Create a file named Dockerfile
with the following content:
# Use the base image from the Azure Cognitive Services Text Analytics container
FROM mcr.microsoft.com/azure-cognitive-services/textanalytics/language
# Set environment variables
ENV Eula=accept
ENV Billing={ENDPOINT_URI}
ENV ApiKey={API_KEY}
# Expose port 5000
EXPOSE 5000
Replace {ENDPOINT_URI}
and {API_KEY}
with your actual endpoint URI and API key.
Why Set Environment Variables?
When running Azure AI services locally using Docker, we need to configure our container with specific settings that allow it to authenticate and connect to the Azure services. These settings include the acceptance of the End User License Agreement (EULA), the endpoint URI for billing purposes, and the API key for accessing the services.
- EULA Acceptance: Azure Cognitive Services require us to accept their End User License Agreement.
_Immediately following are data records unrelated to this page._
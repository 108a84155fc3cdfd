//! `WebPushSender` against a local stand-in push service.

use std::sync::{Arc, Mutex};

use assert_matches::assert_matches;
use axum::extract::State;
use axum::http::{HeaderMap, StatusCode};
use axum::routing::post;
use axum::Router;
use clinica_delivery::push::encode_base64url;
use clinica_delivery::{
    PushError, PushMessage, PushSender, PushTarget, VapidConfig, VapidKeys, WebPushSender,
};
use p256::elliptic_curve::sec1::ToEncodedPoint;
use p256::SecretKey;

#[derive(Debug, Clone)]
struct Received {
    headers: HeaderMap,
    body_len: usize,
}

#[derive(Clone)]
struct PushService {
    status: StatusCode,
    received: Arc<Mutex<Vec<Received>>>,
}

async fn accept(
    State(svc): State<PushService>,
    headers: HeaderMap,
    body: axum::body::Bytes,
) -> StatusCode {
    svc.received.lock().unwrap().push(Received {
        headers,
        body_len: body.len(),
    });
    svc.status
}

/// Start a push service answering every request with `status`.
async fn spawn_service(status: StatusCode) -> (String, Arc<Mutex<Vec<Received>>>) {
    let received = Arc::new(Mutex::new(Vec::new()));
    let app = Router::new()
        .route("/push/{token}", post(accept))
        .with_state(PushService {
            status,
            received: Arc::clone(&received),
        });
    let listener = tokio::net::TcpListener::bind("127.0.0.1:0").await.unwrap();
    let addr = listener.local_addr().unwrap();
    tokio::spawn(async move {
        axum::serve(listener, app).await.unwrap();
    });
    (format!("http://{addr}"), received)
}

fn sender() -> WebPushSender {
    WebPushSender::new(VapidConfig {
        keys: VapidKeys::generate(),
        subject: "mailto:ops@clinica.example".to_string(),
    })
    .unwrap()
}

fn target(base: &str) -> PushTarget {
    let ua = SecretKey::from_slice(&[11u8; 32]).unwrap();
    PushTarget {
        endpoint: format!("{base}/push/device-1"),
        p256dh: encode_base64url(ua.public_key().to_encoded_point(false).as_bytes()),
        auth: encode_base64url(&[2u8; 16]),
    }
}

fn message() -> PushMessage {
    PushMessage {
        title: "Ovulation day".to_string(),
        body: "Hi Ana, today is your predicted ovulation day.".to_string(),
        url: "/".to_string(),
    }
}

#[tokio::test]
async fn created_is_success_with_protocol_headers() {
    let (base, received) = spawn_service(StatusCode::CREATED).await;
    let sender = sender();

    sender.send(&target(&base), &message()).await.unwrap();

    let received = received.lock().unwrap();
    assert_eq!(received.len(), 1);
    let req = &received[0];
    assert_eq!(req.headers["ttl"], "86400");
    assert_eq!(req.headers["content-encoding"], "aes128gcm");
    let auth = req.headers["authorization"].to_str().unwrap();
    assert!(auth.starts_with("vapid t="));
    assert!(auth.ends_with(&format!("k={}", sender.public_key())));

    let payload_len = serde_json::to_vec(&message()).unwrap().len();
    assert_eq!(req.body_len, 16 + 4 + 1 + 65 + payload_len + 1 + 16);
}

#[tokio::test]
async fn gone_endpoint_reported() {
    let (base, _) = spawn_service(StatusCode::GONE).await;
    let err = sender().send(&target(&base), &message()).await.unwrap_err();
    assert!(err.is_gone());
}

#[tokio::test]
async fn server_error_is_transient() {
    let (base, _) = spawn_service(StatusCode::BAD_GATEWAY).await;
    let err = sender().send(&target(&base), &message()).await.unwrap_err();
    assert_matches!(err, PushError::Unavailable(502));
    assert!(!err.is_permanent());
}

#[tokio::test]
async fn unreachable_service_is_transient() {
    let listener = tokio::net::TcpListener::bind("127.0.0.1:0").await.unwrap();
    let addr = listener.local_addr().unwrap();
    drop(listener);

    let err = sender()
        .send(&target(&format!("http://{addr}")), &message())
        .await
        .unwrap_err();
    assert_matches!(err, PushError::Request(_));
    assert!(!err.is_permanent());
}

#[tokio::test]
async fn corrupt_subscription_keys_never_reach_the_network() {
    let (base, received) = spawn_service(StatusCode::CREATED).await;
    let mut bad = target(&base);
    bad.p256dh = "not-a-key".to_string();

    let err = sender().send(&bad, &message()).await.unwrap_err();
    assert_matches!(err, PushError::InvalidSubscription(_));
    assert!(received.lock().unwrap().is_empty());
}
//! Handlers for per-tenant notification rules.
//!
//! Every write re-validates the message template and trigger so the
//! evaluator only ever sees rules it can render.

use axum::extract::{Path, State};
use axum::http::StatusCode;
use axum::response::IntoResponse;
use axum::Json;
use clinica_core::channels::ChannelPreference;
use clinica_core::error::CoreError;
use clinica_core::rules::{NotificationType, TriggerCondition};
use clinica_core::template::validate_template;
use clinica_core::types::DbId;
use clinica_db::models::rule::{CreateNotificationRule, NotificationRule, UpdateNotificationRule};
use clinica_db::repositories::{RuleRepo, TenantRepo};
use serde::{Deserialize, Serialize};
use validator::Validate;

use crate::error::{AppError, AppResult};
use crate::response::DataResponse;
use crate::state::AppState;

// ---------------------------------------------------------------------------
// Request / response types
// ---------------------------------------------------------------------------

#[derive(Debug, Deserialize, Validate)]
pub struct CreateRuleRequest {
    /// Rendered as the message subject.
    #[validate(length(min = 1, max = 200))]
    pub name: String,
    pub notification_type: NotificationType,
    pub trigger_condition: serde_json::Value,
    pub channel: ChannelPreference,
    pub message_template: String,
}

/// Body of `PATCH /notification-rules/{id}`. Absent fields are left as is.
#[derive(Debug, Deserialize, Validate)]
pub struct UpdateRuleRequest {
    #[validate(length(min = 1, max = 200))]
    pub name: Option<String>,
    pub trigger_condition: Option<serde_json::Value>,
    pub channel: Option<ChannelPreference>,
    pub message_template: Option<String>,
    pub is_active: Option<bool>,
}

#[derive(Debug, Serialize)]
pub struct SeedResult {
    /// Rules inserted or refreshed by this call.
    pub affected: u64,
    pub rules: Vec<NotificationRule>,
}

// ---------------------------------------------------------------------------
// Handlers
// ---------------------------------------------------------------------------

/// GET /api/v1/tenants/{id}/notification-rules
///
/// All rules of the tenant with their last evaluation stats.
pub async fn list_rules(
    State(state): State<AppState>,
    Path(tenant_id): Path<DbId>,
) -> AppResult<Json<DataResponse<Vec<NotificationRule>>>> {
    ensure_tenant_exists(&state, tenant_id).await?;
    let rules = RuleRepo::list_rules(&state.pool, tenant_id).await?;
    Ok(Json(DataResponse { data: rules }))
}

/// POST /api/v1/tenants/{id}/notification-rules
///
/// Create a tenant-authored rule. 409 if the tenant already has a rule of
/// the same type and trigger.
pub async fn create_rule(
    State(state): State<AppState>,
    Path(tenant_id): Path<DbId>,
    Json(input): Json<CreateRuleRequest>,
) -> AppResult<impl IntoResponse> {
    input.validate()?;
    validate_template(&input.name)?;
    validate_template(&input.message_template)?;
    let trigger = TriggerCondition::parse(input.notification_type, &input.trigger_condition)?;

    ensure_tenant_exists(&state, tenant_id).await?;

    let create = CreateNotificationRule {
        name: input.name,
        notification_type: input.notification_type,
        trigger_condition: trigger.to_json(),
        channel: input.channel,
        message_template: input.message_template,
    };
    let rule = RuleRepo::create(&state.pool, tenant_id, &create, &trigger.discriminator()).await?;

    tracing::info!(
        tenant_id,
        rule_id = rule.id,
        notification_type = %rule.notification_type,
        "Notification rule created"
    );

    Ok((StatusCode::CREATED, Json(DataResponse { data: rule })))
}

/// POST /api/v1/tenants/{id}/notification-rules/defaults
///
/// Seed the built-in catalogue. Rules the tenant has edited are kept.
pub async fn seed_default_rules(
    State(state): State<AppState>,
    Path(tenant_id): Path<DbId>,
) -> AppResult<Json<DataResponse<SeedResult>>> {
    ensure_tenant_exists(&state, tenant_id).await?;

    let affected = RuleRepo::upsert_default_rules(&state.pool, tenant_id).await?;
    let rules = RuleRepo::list_rules(&state.pool, tenant_id).await?;

    tracing::info!(tenant_id, affected, "Default notification rules seeded");

    Ok(Json(DataResponse {
        data: SeedResult { affected, rules },
    }))
}

/// GET /api/v1/notification-rules/{id}
pub async fn get_rule(
    State(state): State<AppState>,
    Path(rule_id): Path<DbId>,
) -> AppResult<Json<DataResponse<NotificationRule>>> {
    let rule = RuleRepo::find_by_id(&state.pool, rule_id)
        .await?
        .ok_or_else(|| rule_not_found(rule_id))?;
    Ok(Json(DataResponse { data: rule }))
}

/// PATCH /api/v1/notification-rules/{id}
///
/// Partially update a rule and mark it edited, so default seeding no
/// longer overwrites it. A new trigger must fit the rule's type.
pub async fn update_rule(
    State(state): State<AppState>,
    Path(rule_id): Path<DbId>,
    Json(input): Json<UpdateRuleRequest>,
) -> AppResult<Json<DataResponse<NotificationRule>>> {
    input.validate()?;
    if let Some(name) = &input.name {
        validate_template(name)?;
    }
    if let Some(template) = &input.message_template {
        validate_template(template)?;
    }

    let existing = RuleRepo::find_by_id(&state.pool, rule_id)
        .await?
        .ok_or_else(|| rule_not_found(rule_id))?;

    let trigger = match &input.trigger_condition {
        Some(value) => Some(TriggerCondition::parse(existing.kind()?, value)?),
        None => None,
    };
    let discriminator = trigger.as_ref().map(TriggerCondition::discriminator);

    let patch = UpdateNotificationRule {
        name: input.name,
        trigger_condition: trigger.as_ref().map(TriggerCondition::to_json),
        channel: input.channel,
        message_template: input.message_template,
        is_active: input.is_active,
    };

    let rule = RuleRepo::update_rule(&state.pool, rule_id, &patch, discriminator.as_deref())
        .await?
        .ok_or_else(|| rule_not_found(rule_id))?;

    tracing::info!(rule_id, is_active = rule.is_active, "Notification rule updated");

    Ok(Json(DataResponse { data: rule }))
}

// ---------------------------------------------------------------------------
// Helpers
// ---------------------------------------------------------------------------

async fn ensure_tenant_exists(state: &AppState, tenant_id: DbId) -> AppResult<()> {
    TenantRepo::find_by_id(&state.pool, tenant_id)
        .await?
        .map(|_| ())
        .ok_or(AppError::Core(CoreError::NotFound {
            entity: "Tenant",
            id: tenant_id,
        }))
}

fn rule_not_found(id: DbId) -> AppError {
    AppError::Core(CoreError::NotFound {
        entity: "NotificationRule",
        id,
    })
}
This ensures that we agree to the terms and conditions set by Microsoft for using their services.
- Billing Endpoint: The billing endpoint URI is needed to track usage and ensure that our account is billed correctly for the services we consume.
- API Key: The API key is a critical piece of information that authenticates your requests to Azure Cognitive Services. Without this key, our requests to the service would be denied.
Step 2: Build the Docker Image
Once our Dockerfile is ready, we need to build the Docker image. This image will include all the necessary components to run Azure Cognitive Services locally.
Run the following command in the directory containing your Dockerfile:
docker build -t my-textanalytics-image .
This command builds the Docker image and tags it as my-textanalytics-image
.
Step 3: Run the Docker Container
With the Docker image built, we can now run a container from this image. The container will expose the necessary port and allocate resources as specified.
Use the following command to run your container:
docker run --rm -it -p 5000:5000 --memory 4g --cpus 1 my-textanalytics-image
This command runs the container with:
-
--rm
: Automatically removes the container when it exits.
-it
: Runs the container in interactive mode with a terminal.
-p 5000:5000
: Maps port 5000 on your local machine to port 5000 in the container.
--memory 8g
: Allocates 8GB of memory to the container.
--cpus 1
: Allocates 1 CPU to the container.


Step 4: Launch an Analysis
With your container running, you can now send requests to the Azure Cognitive Services endpoint hosted locally.
here are the endpoints :
In the navigator :

We can select Service Api Description to see the Api documentation at the left side.

We are now ready to use the service.

By following these steps, we can securely run Azure AI services locally using Docker. This setup not only enhances our application's security but also provides the flexibility to test and develop in a controlled environment.